【企業対談シリーズ vol.3:前編】 NTT西日本×二枚目の名刺 越境により生み出された新しい価値の創造

シリーズ第3弾は、2017年の連携企画をきっかけとして、今では社を挙げての越境プロジェクトが発展しているNTT西日本様との対談です。
本記事では、二枚目の名刺との連携に至った背景やそこから得た学びをもとに、企業への越境学習の取り入れ方についてお伺いしていきます。
ゲスト:
山下 諭 さん
NTT西日本 長崎支店長(取材時:NTT総務部門 人材戦略担当 担当部長)
NTT西日本 ビジネスデザイン部にて人事・人材育成担当時代に、二枚目の名刺とのプロジェクトを企画。今ではNTT西日本全社で盛り上げている越境プロジェクトのはじまりを創出したキーパーソン。
藤木 位雄さん(愛称:「きんぐさん」)
株式会社NTT西日本ルセント 関西支店 京橋第二センター センター長
2017年に山下さんとともに二枚目の名刺プロジェクトへ参加したことをきっかけに、二枚目の名刺にジョイン。二枚目の名刺では事業推進やプロジェクトデザイナーを担当している。NTT西日本で2025年に開催されたE-1グランプリでは優秀賞を受賞。
インタビュアー:
宮内めぐみ(愛称:「うっちー」)
本シリーズの取材担当。
会社員を経て、自らを試すべくフリーランスへ転身。 デザイナー・ライター・イラストレーターの3つの肩書を持つ、”描ける×書ける デザイナー”として活動中。

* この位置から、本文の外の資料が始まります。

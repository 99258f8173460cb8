// Copyright © 2019 Intel Corporation
//
// SPDX-License-Identifier: Apache-2.0 OR BSD-3-Clause
//

#[macro_use]
extern crate log;

use std::io;
use std::process;

use anyhow::Context;
use cpuid::{acquire_sample, build_topology};
use cpuscope::cli_print_error_chain;
use cpuscope::config::{create_app, Config, OutputFormat};
use cpuscope::report::{render_json, render_text, RawDump, Report};
use log::LevelFilter;
use telemetry::TelemetryReader;

fn init_logger(verbosity: u8) {
    let level = match verbosity {
        0 => LevelFilter::Warn,
        1 => LevelFilter::Info,
        2 => LevelFilter::Debug,
        _ => LevelFilter::Trace,
    };
    // RUST_LOG is parsed last so it wins over -v.
    env_logger::Builder::new()
        .filter_level(level)
        .parse_default_env()
        .init();
}

fn run(config: &Config) -> anyhow::Result<()> {
    let topology =
        build_topology(config.match_policy()).context("Failed to identify the processors")?;

    let cpu = match config.cpu {
        Some(cpu) => cpu,
        None => topology
            .entries
            .first()
            .map(|e| e.index)
            .context("No processor group was sampled")?,
    };
    let processor = topology
        .entry_for(cpu)
        .with_context(|| format!("Logical CPU {cpu} is not part of any sampled processor group"))?;

    let mut report = Report::new(processor);
    if config.topology {
        report.topology = Some(&topology);
    }

    if config.raw {
        for entry in &topology.entries {
            match acquire_sample(entry.index) {
                Ok(sample) => report.raw.push(RawDump {
                    label: entry.label(),
                    sample,
                }),
                Err(e) => warn!("No raw dump for {}: {e}", entry.label()),
            }
        }
    }

    if config.needs_hardware() {
        match hwaccess::new() {
            Ok(hw) => match TelemetryReader::new(hw, processor, config.telemetry_config()) {
                Some(reader) => {
                    let reader = reader.on_cpu(cpu as u32);
                    if config.telemetry {
                        report.telemetry = Some(reader.snapshot());
                    }
                    if config.msr_dump {
                        report.msr_dump = reader.msr_dump();
                    }
                }
                None => warn!("No telemetry support for {} processors", processor.vendor),
            },
            Err(e) => warn!("Telemetry unavailable: {e}"),
        }
    }

    let out = io::stdout().lock();
    match config.format {
        OutputFormat::Text => render_text(&report, out).context("Failed to write the report")?,
        OutputFormat::Json => render_json(&report, out).context("Failed to write the report")?,
    }
    Ok(())
}

fn main() {
    let matches = create_app().get_matches();

    let config = match Config::from_matches(&matches) {
        Ok(config) => config,
        Err(e) => {
            cli_print_error_chain(&e, "cpuscope");
            process::exit(1);
        }
    };

    init_logger(config.verbosity);

    if let Err(e) = run(&config) {
        cli_print_error_chain(&*e, "cpuscope");
        process::exit(1);
    }
}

新規事業開発部が抱えていた課題意識と、二枚目の名刺との出会い
宮内: NTT西日本と二枚目の名刺の取り組みが始まった経緯について教えていただけますか?
山下: 取り組みは2017年頃だったかと思います。当時私はNTT西日本のビジネスデザイン部に所属していました。約200人ほどの部署で、新サービス開発や、さまざまな企業とアライアンスを組んで新規ビジネスを創出することをミッションとしていました。
私は部内の人事・人材育成の担当として、社会課題解決やパートナーとのビジネス創出のため、どのような研修や実体験を通じて社員の能力を伸ばしていくべきかを考えていました。その頃にちょうど「越境」という言葉も出始めていたので、越境による体験なども意識していましたね。

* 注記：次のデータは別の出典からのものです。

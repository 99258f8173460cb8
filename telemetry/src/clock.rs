// Copyright © 2019 Intel Corporation
//
// SPDX-License-Identifier: Apache-2.0 OR BSD-3-Clause
//

use std::time::Duration;

use crate::sampling::Clock;

/// Source of time stamp counter values.
pub trait TimestampCounter: Send + Sync {
    fn read(&self) -> u64;
}

pub struct Rdtsc;

impl TimestampCounter for Rdtsc {
    fn read(&self) -> u64 {
        cfg_if::cfg_if! {
            if #[cfg(target_arch = "x86_64")] {
                // SAFETY: RDTSC has no memory side effects and is available on every x86_64 CPU.
                unsafe { core::arch::x86_64::_rdtsc() }
            } else if #[cfg(target_arch = "x86")] {
                // SAFETY: as above.
                unsafe { core::arch::x86::_rdtsc() }
            } else {
                0
            }
        }
    }
}

#[derive(Clone, Copy, Debug)]
struct Mark {
    tsc: u64,
    us: u64,
}

impl Mark {
    fn take(tsc: &dyn TimestampCounter, clock: &dyn Clock) -> Self {
        Mark {
            tsc: tsc.read(),
            us: clock.now_us(),
        }
    }

    /// MHz between two marks.
    fn mhz_since(&self, begin: &Mark) -> Option<u32> {
        let ticks = self.tsc.checked_sub(begin.tsc)?;
        let us = self.us.checked_sub(begin.us)?;
        if us == 0 {
            return None;
        }
        u32::try_from(ticks / us).ok().filter(|mhz| *mhz <= 0x7fff_ffff)
    }
}

/// Core clock in MHz from the time stamp counter over `window`.
///
/// With `quad_check` the window is split into four measurements and the two
/// closest results are averaged, which filters out a preempted sample.
pub fn measure_cpu_clock(
    tsc: &dyn TimestampCounter,
    clock: &dyn Clock,
    window: Duration,
    quad_check: bool,
) -> Option<u32> {
    let mut slice = window.as_micros() as u64;
    if slice < 1000 {
        return None;
    }
    let runs = if quad_check {
        slice /= 4;
        4
    } else {
        1
    };

    let mut results = [None; 4];
    for result in results.iter_mut().take(runs) {
        let begin = Mark::take(tsc, clock);
        let mut end = begin;
        while end.us.saturating_sub(begin.us) < slice {
            std::hint::spin_loop();
            end = Mark::take(tsc, clock);
        }
        *result = end.mhz_since(&begin);
    }

    if runs == 1 {
        return results[0];
    }

    let mut best: Option<(u32, u32)> = None;
    for i in 0..4 {
        for j in i + 1..4 {
            if let (Some(a), Some(b)) = (results[i], results[j]) {
                let closer = match best {
                    Some((x, y)) => a.abs_diff(b) < x.abs_diff(y),
                    None => true,
                };
                if closer {
                    best = Some((a, b));
                }
            }
        }
    }
    best.map(|(a, b)| ((a as u64 + b as u64) / 2) as u32)
}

宮内: 8年前といえば、「イノベーション」という言葉もビジネスパーソンにとっては身近なワードになった頃ですね。
山下: はい。早稲田大学の入山先生と話す機会があり、「イントラパーソナルダイバーシティ」という概念を話されていました。これは「イノベーションを起こせる人」は自分の中にダイバーシティを持っている、つまり2軸以上の軸を持っている人だというものです。
これにより、やはり越境は必要だと確信しました。自分たちのビジネス開発に活かせるようにするためには、それぞれの専門分野や強みという軸を持った人が、越境でもう1つの軸を作りに行くというのが、イノベーションを起こせるきっかけになるんじゃないかと感じたんです。
宮内: 二枚目の名刺との出会いはどのようなものだったのでしょうか?
山下: 当時株式会社ローンディール代表の原田さんにご協力いただきベンチャー企業への社員派遣を行っていた間柄から、原田さんより「自分が登壇するので話を聞きに来ませんか?」とお誘いいただいたんです。そのイベントで一緒に登壇されていたのが、二枚目の名刺の代表廣さんで、廣さんの話を聞く中で「これはやってみたい!」と思いました。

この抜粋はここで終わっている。